All lines holding the string "given" should be copied from the data below.
-=-=-=-=-
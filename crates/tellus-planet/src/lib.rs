//! The six-face planet aggregate.
//!
//! [`Planet`] owns one [`tellus_lod::QuadTree`] per cube face, places them
//! in world space with the face model transforms, runs per-frame LOD
//! selection across all faces, and supports seeded regeneration and
//! ray picking against the planet sphere.

mod planet;
mod ray;

pub use planet::Planet;
pub use ray::Ray;
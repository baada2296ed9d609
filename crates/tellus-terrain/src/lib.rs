//! Procedural height generation and asynchronous streaming.
//!
//! A [`Generator`] produces padded grids of height samples for chunks of a
//! cube face; [`RandomGenerator`] is the fractal-noise implementation.
//! [`HeightMap`] hands out [`HeightMapChunk`]s addressing regions of the
//! planet, and [`DataFetcher`] runs the expensive fetches on a single
//! dedicated worker thread, handing results back through [`FetchSlot`]s.

mod error;
mod fetcher;
mod generator;
mod heightmap;
mod random;

pub use error::FetchError;
pub use fetcher::{DataFetcher, FetchSlot, FetchState, FetchedData};
pub use generator::{CHUNK_HALO, Generator, padded_size};
pub use heightmap::{HeightMap, HeightMapChunk};
pub use random::RandomGenerator;
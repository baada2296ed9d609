//! LOD tuning parameters.

/// Tuning knobs for quadtree selection, shared by all six face trees.
#[derive(Clone, Copy, Debug)]
pub struct LodSettings {
    /// Samples per patch edge. Chunks at or below this size are terminal.
    pub mesh_size: u32,
    /// Scales the per-node culling radius; larger values keep more detail
    /// visible at distance.
    pub range_multiplier: f64,
    /// Fraction of the refinement range over which vertex morphing blends
    /// between LOD tiers.
    pub morph_blend: f64,
    /// Hard cap on subdivision depth.
    pub max_depth: u32,
}

impl LodSettings {
    /// Default tuning for a face of the given size.
    #[must_use]
    pub fn for_face_size(face_size: u32) -> LodSettings {
        let mesh_size = 33;
        LodSettings {
            mesh_size,
            range_multiplier: 150.0,
            morph_blend: 0.3,
            max_depth: Self::derive_max_depth(face_size, mesh_size),
        }
    }

    /// Number of times a face-sized chunk can split before reaching the
    /// terminal mesh size.
    #[must_use]
    pub fn derive_max_depth(face_size: u32, mesh_size: u32) -> u32 {
        let mut depth = 0;
        let mut size = face_size;
        while size > mesh_size {
            size /= 2;
            depth += 1;
        }
        depth
    }

    /// Ratio `(mesh_size - 1) / mesh_size`, used to place a chunk's grid in
    /// mesh space: samples cover the chunk plus one extra row, so origins
    /// shrink by this factor.
    #[must_use]
    pub fn mesh_ratio(&self) -> f64 {
        f64::from(self.mesh_size - 1) / f64::from(self.mesh_size)
    }

    /// Culling radius for a chunk of the given size.
    #[must_use]
    pub fn range_for(&self, chunk_size: u32) -> f64 {
        self.range_multiplier * f64::from(chunk_size) / f64::from(self.mesh_size)
    }

    /// Morph coefficients for a chunk of the given size.
    ///
    /// With `start` the culling radius and `end = start * (1 - blend)`
    /// (nudged up by 1% of the band so morphing completes just before the
    /// refinement boundary), the renderer computes its blend factor as
    /// `coeff0 - distance * coeff1`: 0 at `end`, 1 at `start`.
    #[must_use]
    pub fn morph_for(&self, chunk_size: u32) -> [f64; 2] {
        let start = self.range_for(chunk_size);
        let mut end = start - start * self.morph_blend;
        end += (start - end) * 0.01;
        [end / (end - start), 1.0 / (end - start)]
    }
}
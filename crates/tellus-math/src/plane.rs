//! Half-space plane with signed point-distance queries.

use glam::DVec3;

/// A plane in Hessian normal form: `normal · p + d = 0`.
///
/// The normal is unit length for any non-degenerate plane. A plane built
/// from a zero-length normal stays degenerate and reports a signed distance
/// of zero for every point, so it never classifies anything as outside.
#[derive(Clone, Copy, Debug, PartialEq)]
pub struct Plane {
    normal: DVec3,
    d: f64,
}

impl Plane {
    /// Construct a plane passing through `point` with the given `normal`.
    ///
    /// The normal is normalized; points on the side the normal faces get a
    /// positive signed distance.
    #[must_use]
    pub fn from_point_normal(point: DVec3, normal: DVec3) -> Self {
        let len = normal.length();
        if len < f64::EPSILON {
            return Self::degenerate();
        }
        let n = normal / len;
        Self {
            normal: n,
            d: -n.dot(point),
        }
    }

    /// Construct a plane from the four raw coefficients `ax + by + cz + d = 0`.
    ///
    /// The coefficients are normalized by the length of `(a, b, c)` on
    /// construction.
    #[must_use]
    pub fn from_coefficients(a: f64, b: f64, c: f64, d: f64) -> Self {
        let normal = DVec3::new(a, b, c);
        let len = normal.length();
        if len < f64::EPSILON {
            return Self::degenerate();
        }
        Self {
            normal: normal / len,
            d: d / len,
        }
    }

    fn degenerate() -> Self {
        Self {
            normal: DVec3::ZERO,
            d: 0.0,
        }
    }

    /// Whether this plane was built from a zero-length normal.
    #[must_use]
    pub fn is_degenerate(&self) -> bool {
        self.normal == DVec3::ZERO
    }

    /// Signed distance from `point` to the plane.
    ///
    /// Positive on the side the normal faces, negative on the other side,
    /// zero for a degenerate plane (fail open: a degenerate plane never
    /// places a point outside).
    #[must_use]
    pub fn signed_distance(&self, point: DVec3) -> f64 {
        self.normal.dot(point) + self.d
    }

    /// The unit normal, or zero for a degenerate plane.
    #[must_use]
    pub fn normal(&self) -> DVec3 {
        self.normal
    }
}
//! Per-face affine sampling bases.

use glam::DVec3;

use crate::Face;

/// Affine basis for walking a sample grid across one cube face.
///
/// `start` is the position of the first sample, `col_step` advances one
/// sample within a row and `row_step` advances between rows. The six bases
/// are chosen so that samples taken on the shared edge of two adjacent
/// faces land on exactly the same cube positions, which is what keeps the
/// height field continuous across face boundaries.
///
/// Coordinates live in the face-local sampling space: a cube of extent
/// `face_extent` centered on the origin, with `Top` on the `+z` plane.
#[derive(Clone, Copy, Debug, PartialEq)]
pub struct FaceBasis {
    pub start: DVec3,
    pub col_step: DVec3,
    pub row_step: DVec3,
}

impl FaceBasis {
    /// Build the basis for a chunk on `face`.
    ///
    /// `fx` and `fy` are the chunk origin in face-local units measured from
    /// the face's `(0, 0)` corner; `step` is the distance between adjacent
    /// samples. The caller is responsible for shifting the origin back by
    /// any halo border it wants sampled.
    #[must_use]
    pub fn for_chunk(face: Face, face_extent: f64, fx: f64, fy: f64, step: f64) -> FaceBasis {
        let s = face_extent / 2.0;
        let (start, col_step, row_step) = match face {
            Face::Bottom => (
                DVec3::new(s - fy, s - fx, -s),
                DVec3::new(0.0, -step, 0.0),
                DVec3::new(-step, 0.0, 0.0),
            ),
            Face::Front => (
                DVec3::new(-s + fx, -s, -s + fy),
                DVec3::new(step, 0.0, 0.0),
                DVec3::new(0.0, 0.0, step),
            ),
            Face::Right => (
                DVec3::new(s, -s + fx, -s + fy),
                DVec3::new(0.0, step, 0.0),
                DVec3::new(0.0, 0.0, step),
            ),
            Face::Back => (
                DVec3::new(s - fx, s, -s + fy),
                DVec3::new(-step, 0.0, 0.0),
                DVec3::new(0.0, 0.0, step),
            ),
            Face::Left => (
                DVec3::new(-s, s - fx, -s + fy),
                DVec3::new(0.0, -step, 0.0),
                DVec3::new(0.0, 0.0, step),
            ),
            Face::Top => (
                DVec3::new(-s + fx, -s + fy, s),
                DVec3::new(step, 0.0, 0.0),
                DVec3::new(0.0, step, 0.0),
            ),
        };
        FaceBasis {
            start,
            col_step,
            row_step,
        }
    }

    /// Position of the sample at `(row, col)`.
    #[inline]
    #[must_use]
    pub fn point_at(&self, row: usize, col: usize) -> DVec3 {
        self.start + self.col_step * col as f64 + self.row_step * row as f64
    }
}
//! Cube-to-sphere warp used for height-field sampling.

use glam::DVec3;

/// Warp a point on a cube face onto the inscribed sphere.
///
/// The cube has extent `face_size` and is centered on the origin; input
/// coordinates are first normalized by the half-size `d = face_size / 2`,
/// then each component is scaled by the analytic factor
///
/// ```text
/// x' = x * sqrt(1 - y²/2 - z²/2 + y²z²/3)
/// ```
///
/// (and cyclic permutations). For a point on the cube surface this lands on
/// the sphere of radius `d` with far less area distortion than naive
/// normalization. The result keeps the input's units.
#[inline]
#[must_use]
pub fn map_to_sphere(p: DVec3, face_size: f64) -> DVec3 {
    let d = face_size / 2.0;
    let x = p.x / d;
    let y = p.y / d;
    let z = p.z / d;
    let (x2, y2, z2) = (x * x, y * y, z * z);

    DVec3::new(
        p.x * (1.0 - y2 * 0.5 - z2 * 0.5 + y2 * z2 / 3.0).sqrt(),
        p.y * (1.0 - z2 * 0.5 - x2 * 0.5 + z2 * x2 / 3.0).sqrt(),
        p.z * (1.0 - x2 * 0.5 - y2 * 0.5 + x2 * y2 / 3.0).sqrt(),
    )
}

#[cfg(test)]
mod tests {
    use super::*;

    const EPSILON: f64 = 1e-12;

    #[test]
    fn test_face_center_is_fixed() {
        // The center of the +z face is already on the sphere.
        let p = DVec3::new(0.0, 0.0, 1.0);
        let mapped = map_to_sphere(p, 2.0);
        assert!((mapped - p).length() < EPSILON, "face center moved: {mapped:?}");
    }

    #[test]
    fn test_surface_points_land_on_the_sphere() {
        let half = 1.0;
        for i in 0..=8 {
            for j in 0..=8 {
                let x = -half + i as f64 / 4.0;
                let y = -half + j as f64 / 4.0;
                let p = map_to_sphere(DVec3::new(x, y, half), 2.0 * half);
                assert!(
                    (p.length() - half).abs() < EPSILON,
                    "cube point ({x}, {y}, {half}) not on sphere: length {}",
                    p.length()
                );
            }
        }
    }

    #[test]
    fn test_corner_maps_onto_the_diagonal() {
        let p = map_to_sphere(DVec3::new(1.0, 1.0, 1.0), 2.0);
        let expected = DVec3::splat(1.0 / 3f64.sqrt());
        assert!(
            (p - expected).length() < EPSILON,
            "corner mapped to {p:?}, expected {expected:?}"
        );
    }

    #[test]
    fn test_scales_with_face_size() {
        let small = map_to_sphere(DVec3::new(0.5, 0.25, 1.0), 2.0);
        let large = map_to_sphere(DVec3::new(500.0, 250.0, 1000.0), 2000.0);
        assert!(
            (large - small * 1000.0).length() < 1e-9,
            "warp is not scale invariant"
        );
    }

    #[test]
    fn test_symmetry_under_axis_negation() {
        let p = map_to_sphere(DVec3::new(0.3, -0.7, 1.0), 2.0);
        let q = map_to_sphere(DVec3::new(-0.3, 0.7, -1.0), 2.0);
        assert!((p + q).length() < EPSILON);
    }
}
-=-=-=-=-
▶ Expected answer:
    /// Default tuning for a face of the given size.
    /// Culling radius for a chunk of the given size.
    /// Morph coefficients for a chunk of the given size.
    /// Construct a plane passing through `point` with the given `normal`.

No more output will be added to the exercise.